By 1890 loggers had denuded the surrounding woodlands, and the cost of coal was so high that the Gold King faced closure. The mine manager, a forward thinker named Lucien Lucius Nunn, contracted with George Westinghouse to build the world’s first commercial alternating-current power plant, at Ames, three miles away in the San Miguel River valley. The hydroelectric plant went into operation in June 1891 and reduced the Gold King’s power cost from $2,500 per month to just $500. Nunn later helped design the hydroelectric plant at Niagara Falls, Ontario.
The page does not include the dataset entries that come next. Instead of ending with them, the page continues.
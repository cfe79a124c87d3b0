//! StateMirror 実装
//!
//! 受信フレームを ApiDescriptor / StateObject の表に取り込む。
//! 単一スレッドのイベントループ上で使う前提で、ロックは持たない。

use std::collections::BTreeMap;

use serde_json::Value;
use tracing::{debug, trace};
use viewer_proto::{
    classify, ApiUpdate, FieldIndex, HeaderEcho, Inbound, ObjectId, StateUpdate,
    CONTROL_OBJECT_ID, CONTROL_OBJECT_TYPE, IMAGE_DATA_SENTINEL, QUERY_ATTRIBUTES_TYPE,
    RESULTS_MESSAGE_FIELD,
};

use crate::callback::{CallbackId, CallbackRegistry, ImageSink};
use crate::error::{LookupError, MirrorError};
use crate::object::{ApiDescriptor, StateObject};

/// `ingest` の結果
#[derive(Debug, Clone, PartialEq)]
pub enum IngestOutcome {
    /// ヘッダー形状のフレーム。ミラーには取り込まず、ハンドシェイク層へ回す
    Header(HeaderEcho),
    /// ApiDescriptor を更新した
    Api(ObjectId),
    /// StateObject を更新した
    State(ObjectId),
}

/// リモートオブジェクトのミラー
///
/// ```text
/// StateMirror
///   ├── descriptors : id → ApiDescriptor（シンボル名 → インデックス）
///   ├── objects     : id → StateObject（インデックス → 値）
///   ├── callbacks   : typeName / id → マージ完了通知
///   └── image_sink  : 画像データ通知先
/// ```
///
/// 制御オブジェクト（id 0）は常に存在する。
pub struct StateMirror {
    descriptors: BTreeMap<ObjectId, ApiDescriptor>,
    objects: BTreeMap<ObjectId, StateObject>,
    callbacks: CallbackRegistry,
    image_sink: Option<Box<dyn ImageSink>>,
    stats: MirrorStats,
}

impl StateMirror {
    pub fn new() -> Self {
        let mut mirror = StateMirror {
            descriptors: BTreeMap::new(),
            objects: BTreeMap::new(),
            callbacks: CallbackRegistry::new(),
            image_sink: None,
            stats: MirrorStats::default(),
        };
        mirror.insert_control_object();
        mirror
    }

    /// 受信した JSON テキストフレームを取り込む
    ///
    /// 処理フロー:
    /// 1. JSON を解析して分類
    /// 2. ヘッダー形状なら取り込まずに `IngestOutcome::Header` を返す
    /// 3. `api` があれば ApiDescriptor にマージ
    /// 4. それ以外は StateObject にマージし、画像通知とコールバックを発火
    ///
    /// # エラー
    /// - `MirrorError::Proto`: JSON 不正、`id` 欠落など
    pub fn ingest(&mut self, text: &str) -> Result<IngestOutcome, MirrorError> {
        let inbound = classify(text)?;
        Ok(self.apply(inbound))
    }

    /// 分類済みのフレームを取り込む
    pub fn apply(&mut self, inbound: Inbound) -> IngestOutcome {
        self.stats.frames += 1;
        match inbound {
            Inbound::Header(echo) => IngestOutcome::Header(echo),
            Inbound::Api(update) => {
                let id = update.id;
                self.merge_api(update);
                IngestOutcome::Api(id)
            }
            Inbound::State(update) => {
                let id = update.id;
                self.merge_state(update);
                IngestOutcome::State(id)
            }
        }
    }

    /// シンボル名のフィールド値を返す
    ///
    /// # エラー
    /// - `LookupError::NoDescriptor` / `NoField`: 名前が解決できない
    /// - `LookupError::NoObject`: StateObject がまだ無い
    /// - `LookupError::Unset`: 値が一度も届いていない
    pub fn get_field(&self, id: ObjectId, name: &str) -> Result<&Value, LookupError> {
        let index = self.resolve(id, name)?;
        let object = self.objects.get(&id).ok_or(LookupError::NoObject(id))?;
        object.get(index).ok_or_else(|| LookupError::Unset {
            id,
            name: name.to_string(),
            index,
        })
    }

    /// シンボル名のフィールドに値を書き込む（ローカル変更のみ。送信はしない）
    ///
    /// # 戻り値
    /// 上書き前の値
    pub fn set_field(
        &mut self,
        id: ObjectId,
        name: &str,
        value: Value,
    ) -> Result<Option<Value>, LookupError> {
        let index = self.resolve(id, name)?;
        let object = self.objects.get_mut(&id).ok_or(LookupError::NoObject(id))?;
        trace!(id, field = name, index, "staging field");
        Ok(object.contents.insert(index, value))
    }

    /// シンボル名を位置インデックスに解決する
    pub fn resolve(&self, id: ObjectId, name: &str) -> Result<FieldIndex, LookupError> {
        let descriptor = self
            .descriptors
            .get(&id)
            .ok_or(LookupError::NoDescriptor(id))?;
        descriptor.resolve(name).ok_or_else(|| LookupError::NoField {
            id,
            name: name.to_string(),
        })
    }

    pub fn object(&self, id: ObjectId) -> Option<&StateObject> {
        self.objects.get(&id)
    }

    pub fn descriptor(&self, id: ObjectId) -> Option<&ApiDescriptor> {
        self.descriptors.get(&id)
    }

    /// StateObject の id 一覧（昇順）
    pub fn object_ids(&self) -> Vec<ObjectId> {
        self.objects.keys().copied().collect()
    }

    /// StateObject 全体を送信用 JSON にする
    pub fn to_envelope(&self, id: ObjectId) -> Result<String, MirrorError> {
        let object = self.objects.get(&id).ok_or(LookupError::NoObject(id))?;
        Ok(object.to_json()?)
    }

    /// typeName のオブジェクトがマージされるたびに呼ばれるコールバックを登録する
    pub fn register_callback<F>(&mut self, type_name: impl Into<String>, callback: F) -> CallbackId
    where
        F: FnMut(&StateObject) + 'static,
    {
        self.callbacks.on_type(type_name, Box::new(callback))
    }

    /// id のオブジェクトがマージされるたびに呼ばれるコールバックを登録する
    pub fn register_object_callback<F>(&mut self, id: ObjectId, callback: F) -> CallbackId
    where
        F: FnMut(&StateObject) + 'static,
    {
        self.callbacks.on_object(id, Box::new(callback))
    }

    pub fn unregister_callback(&mut self, id: CallbackId) -> bool {
        self.callbacks.remove(id)
    }

    pub fn set_image_sink(&mut self, sink: Box<dyn ImageSink>) {
        self.image_sink = Some(sink);
    }

    /// 全オブジェクトを破棄する（セッション終了時）
    ///
    /// コールバックと画像通知先は次のセッションに引き継ぐ。
    pub fn clear(&mut self) {
        self.descriptors.clear();
        self.objects.clear();
        self.stats = MirrorStats::default();
        self.insert_control_object();
    }

    pub fn stats(&self) -> MirrorStats {
        MirrorStats {
            objects: self.objects.len(),
            descriptors: self.descriptors.len(),
            callbacks: self.callbacks.len(),
            ..self.stats.clone()
        }
    }

    // ===== Private メソッド =====

    fn insert_control_object(&mut self) {
        self.objects.insert(
            CONTROL_OBJECT_ID,
            StateObject::new(CONTROL_OBJECT_ID, CONTROL_OBJECT_TYPE),
        );
    }

    fn merge_api(&mut self, update: ApiUpdate) {
        let id = update.id;
        debug!(id, fields = update.fields.len(), "merging api descriptor");
        self.descriptors
            .entry(id)
            .or_insert_with(|| ApiDescriptor::new(id))
            .merge(update);
        self.stats.api_merges += 1;
    }

    fn merge_state(&mut self, update: StateUpdate) {
        let id = update.id;
        // 新規オブジェクトの typeName は ApiDescriptor から補う
        let fallback_type = self
            .descriptors
            .get(&id)
            .map(|d| d.type_name.clone())
            .unwrap_or_default();
        self.objects
            .entry(id)
            .or_insert_with(|| StateObject::new(id, fallback_type))
            .merge(update);
        self.stats.state_merges += 1;

        let Some(object) = self.objects.get(&id) else {
            return;
        };
        trace!(id, type_name = %object.type_name, "merged state object");

        if self.is_image_update(object) {
            debug!(id, "image data available");
            self.stats.image_notifications += 1;
            if let Some(sink) = self.image_sink.as_mut() {
                sink.image_updated(id, object);
            }
        }
        self.callbacks.fire(object);
    }

    /// クエリ結果オブジェクトの結果メッセージが画像データを指しているか
    fn is_image_update(&self, object: &StateObject) -> bool {
        if object.type_name != QUERY_ATTRIBUTES_TYPE {
            return false;
        }
        let Ok(index) = self.resolve(object.id, RESULTS_MESSAGE_FIELD) else {
            debug!(id = object.id, "query result without results field descriptor");
            return false;
        };
        object.get(index).and_then(Value::as_str) == Some(IMAGE_DATA_SENTINEL)
    }
}

impl Default for StateMirror {
    fn default() -> Self {
        Self::new()
    }
}

/// ミラー統計情報
#[derive(Debug, Clone, Default, PartialEq, Eq)]
pub struct MirrorStats {
    /// 取り込んだフレーム数
    pub frames: u64,
    /// ApiDescriptor のマージ回数
    pub api_merges: u64,
    /// StateObject のマージ回数
    pub state_merges: u64,
    /// 画像更新通知の回数
    pub image_notifications: u64,
    /// StateObject 数
    pub objects: usize,
    /// ApiDescriptor 数
    pub descriptors: usize,
    /// 登録中のコールバック数
    pub callbacks: usize,
}

#[cfg(test)]
mod tests {
    use super::*;
    use serde_json::json;
    use std::cell::RefCell;
    use std::rc::Rc;

    const RPC_API: &str = r#"{"id":0,"typeName":"ViewerRPC","api":{"RPCType":0,"windowId":1}}"#;

    #[test]
    fn test_control_object_always_present() {
        let mut mirror = StateMirror::new();
        assert!(mirror.object(CONTROL_OBJECT_ID).is_some());
        mirror.clear();
        assert_eq!(mirror.object(0).unwrap().type_name, CONTROL_OBJECT_TYPE);
    }

    #[test]
    fn test_ingest_routes_by_shape() {
        let mut mirror = StateMirror::new();
        assert_eq!(mirror.ingest(RPC_API).unwrap(), IngestOutcome::Api(0));
        assert_eq!(
            mirror.ingest(r#"{"id":3,"contents":{"data":{"0":1}}}"#).unwrap(),
            IngestOutcome::State(3)
        );
        let outcome = mirror
            .ingest(r#"{"version":"1.0","socketKey":"sk","securityKey":"k"}"#)
            .unwrap();
        assert!(matches!(outcome, IngestOutcome::Header(_)));
        // ヘッダーはミラーに取り込まない
        assert_eq!(mirror.object_ids(), vec![0, 3]);
    }

    #[test]
    fn test_set_then_get_round_trip() {
        let mut mirror = StateMirror::new();
        mirror.ingest(RPC_API).unwrap();
        assert_eq!(mirror.set_field(0, "RPCType", json!(91)).unwrap(), None);
        assert_eq!(mirror.get_field(0, "RPCType").unwrap(), &json!(91));
        assert_eq!(
            mirror.set_field(0, "RPCType", json!(92)).unwrap(),
            Some(json!(91))
        );
    }

    #[test]
    fn test_lookup_errors_are_explicit() {
        let mut mirror = StateMirror::new();
        assert_eq!(
            mirror.get_field(0, "RPCType"),
            Err(LookupError::NoDescriptor(0))
        );
        assert_eq!(
            mirror.set_field(0, "RPCType", json!(1)),
            Err(LookupError::NoDescriptor(0))
        );

        mirror.ingest(RPC_API).unwrap();
        assert_eq!(
            mirror.get_field(0, "nope"),
            Err(LookupError::NoField {
                id: 0,
                name: "nope".into()
            })
        );
        assert_eq!(
            mirror.get_field(0, "windowId"),
            Err(LookupError::Unset {
                id: 0,
                name: "windowId".into(),
                index: 1
            })
        );

        // 記述子はあるがオブジェクトが無い
        mirror.ingest(r#"{"id":12,"api":{"x":0}}"#).unwrap();
        assert_eq!(mirror.get_field(12, "x"), Err(LookupError::NoObject(12)));
    }

    #[test]
    fn test_repeated_ingest_unions_keys() {
        let mut mirror = StateMirror::new();
        mirror.ingest(r#"{"id":4,"contents":{"data":{"0":"a","1":"b"}}}"#).unwrap();
        mirror.ingest(r#"{"id":4,"contents":{"data":{"1":"c","2":"d"}}}"#).unwrap();
        mirror.ingest(r#"{"id":4,"contents":{"data":{"0":"e"}}}"#).unwrap();

        let obj = mirror.object(4).unwrap();
        assert_eq!(obj.contents.len(), 3);
        assert_eq!(obj.get(0), Some(&json!("e")));
        assert_eq!(obj.get(1), Some(&json!("c")));
        assert_eq!(obj.get(2), Some(&json!("d")));
    }

    #[test]
    fn test_new_object_inherits_descriptor_type_name() {
        let mut mirror = StateMirror::new();
        mirror.ingest(r#"{"id":8,"typeName":"Plot","api":{"x":0}}"#).unwrap();
        mirror.ingest(r#"{"id":8,"contents":{"data":{"0":1}}}"#).unwrap();
        assert_eq!(mirror.object(8).unwrap().type_name, "Plot");
    }

    #[test]
    fn test_image_sink_notified_only_for_query_results() {
        let seen = Rc::new(RefCell::new(Vec::new()));
        let mut mirror = StateMirror::new();
        let s = seen.clone();
        mirror.set_image_sink(Box::new(move |id: ObjectId, _: &StateObject| {
            s.borrow_mut().push(id)
        }));

        mirror
            .ingest(r#"{"id":38,"typeName":"QueryAttributes","api":{"resultsMessage":3}}"#)
            .unwrap();
        mirror
            .ingest(r#"{"id":38,"typeName":"QueryAttributes","contents":{"data":{"3":"ImageData"}}}"#)
            .unwrap();
        assert_eq!(*seen.borrow(), vec![38]);

        // 他の typeName では通知しない
        mirror
            .ingest(r#"{"id":40,"typeName":"Other","api":{"resultsMessage":3}}"#)
            .unwrap();
        mirror
            .ingest(r#"{"id":40,"typeName":"Other","contents":{"data":{"3":"ImageData"}}}"#)
            .unwrap();
        // 画像以外の結果でも通知しない
        mirror
            .ingest(r#"{"id":38,"contents":{"data":{"3":"Volume = 4"}}}"#)
            .unwrap();
        assert_eq!(*seen.borrow(), vec![38]);
        assert_eq!(mirror.stats().image_notifications, 1);
    }

    #[test]
    fn test_callbacks_fire_on_state_merge_only() {
        let calls = Rc::new(RefCell::new(Vec::new()));
        let mut mirror = StateMirror::new();
        let c = calls.clone();
        let handle = mirror.register_callback("Plot", move |obj| c.borrow_mut().push(obj.id));
        let c = calls.clone();
        mirror.register_object_callback(3, move |obj| c.borrow_mut().push(obj.id * 100));

        mirror.ingest(r#"{"id":3,"typeName":"Plot","api":{"a":0}}"#).unwrap();
        assert!(calls.borrow().is_empty());

        mirror
            .ingest(r#"{"id":3,"typeName":"Plot","contents":{"data":{"0":1}}}"#)
            .unwrap();
        assert_eq!(*calls.borrow(), vec![3, 300]);

        assert!(mirror.unregister_callback(handle));
        mirror.ingest(r#"{"id":3,"contents":{"data":{"0":2}}}"#).unwrap();
        assert_eq!(*calls.borrow(), vec![3, 300, 300]);
    }

    #[test]
    fn test_clear_keeps_callbacks() {
        let mut mirror = StateMirror::new();
        mirror.register_callback("Plot", |_| {});
        mirror.ingest(RPC_API).unwrap();
        mirror.clear();
        let stats = mirror.stats();
        assert_eq!(stats.descriptors, 0);
        assert_eq!(stats.objects, 1);
        assert_eq!(stats.callbacks, 1);
        assert_eq!(stats.frames, 0);
    }

    #[test]
    fn test_envelope_contains_staged_fields() {
        let mut mirror = StateMirror::new();
        mirror.ingest(RPC_API).unwrap();
        mirror.set_field(0, "windowId", json!(2)).unwrap();
        mirror.set_field(0, "RPCType", json!(91)).unwrap();
        assert_eq!(
            mirror.to_envelope(0).unwrap(),
            r#"{"id":0,"typeName":"ViewerRPC","contents":{"data":{"0":91,"1":2}}}"#
        );
        assert!(matches!(
            mirror.to_envelope(77),
            Err(MirrorError::Lookup(LookupError::NoObject(77)))
        ));
    }
}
In 1898 miners drove the Black Hawk tunnel 9,000 feet into Silver Mountain to intersect the Alta, St. Louis and Bessie veins, providing access directly to a new 20-stamp mill that also took the name Bessie. Output soared, and the company town of Alta grew around the new mill. Although Alta lacked a post office or a church, it did boast offices, a general store, a school, a boardinghouse, a recreation hall and several cabins.
In the 1890s, engineers carved out the highest of today’s Alta Lakes and installed a mile-long pipeline to supply water to the Gold King mill. In 1902 a flash flood damaged the Gold King mill, and the Alta mine became the mining district’s major producer.
In 1909 workers constructed a two-mile aerial tramway that dropped more than 1,800 feet to deliver concentrate directly from the Bessie mill to the Rio Grande Southern Railroad station at Ophir Loop.
The Belmont-Wagner mill replaced the Bessie in 1918, but its “improved” flotation design worked so poorly that production dropped to almost nothing. That mill burned down in 1929. The town’s last mill, known as the Alta, was built in 1937 and produced more than $2 million in ore over the next decade. Unlike most mining camps, Alta remained in operation through World War II.
Built in 1939, Alta’s two-story boardinghouse comprises materials salvaged from the St. Louis mine’s boardinghouse. It stands as one of Colorado’s last extant major mining camp boardinghouses.
In 1948 a fire began in a snow shed between the Black Hawk tunnel and the mill, soon engulfing the entire mine complex. Three miners trapped by a collapsed tunnel made their way to safety through an abandoned portal. But Alta’s mining days were over. In all, the mines produced more than $5 million in ore.
Today about 20 historic structures remain. To reach Alta from Telluride, take Colorado 145 about 8 miles south to unpaved Forest Road 632 and turn east. The route is accessible via passenger car with care in summer.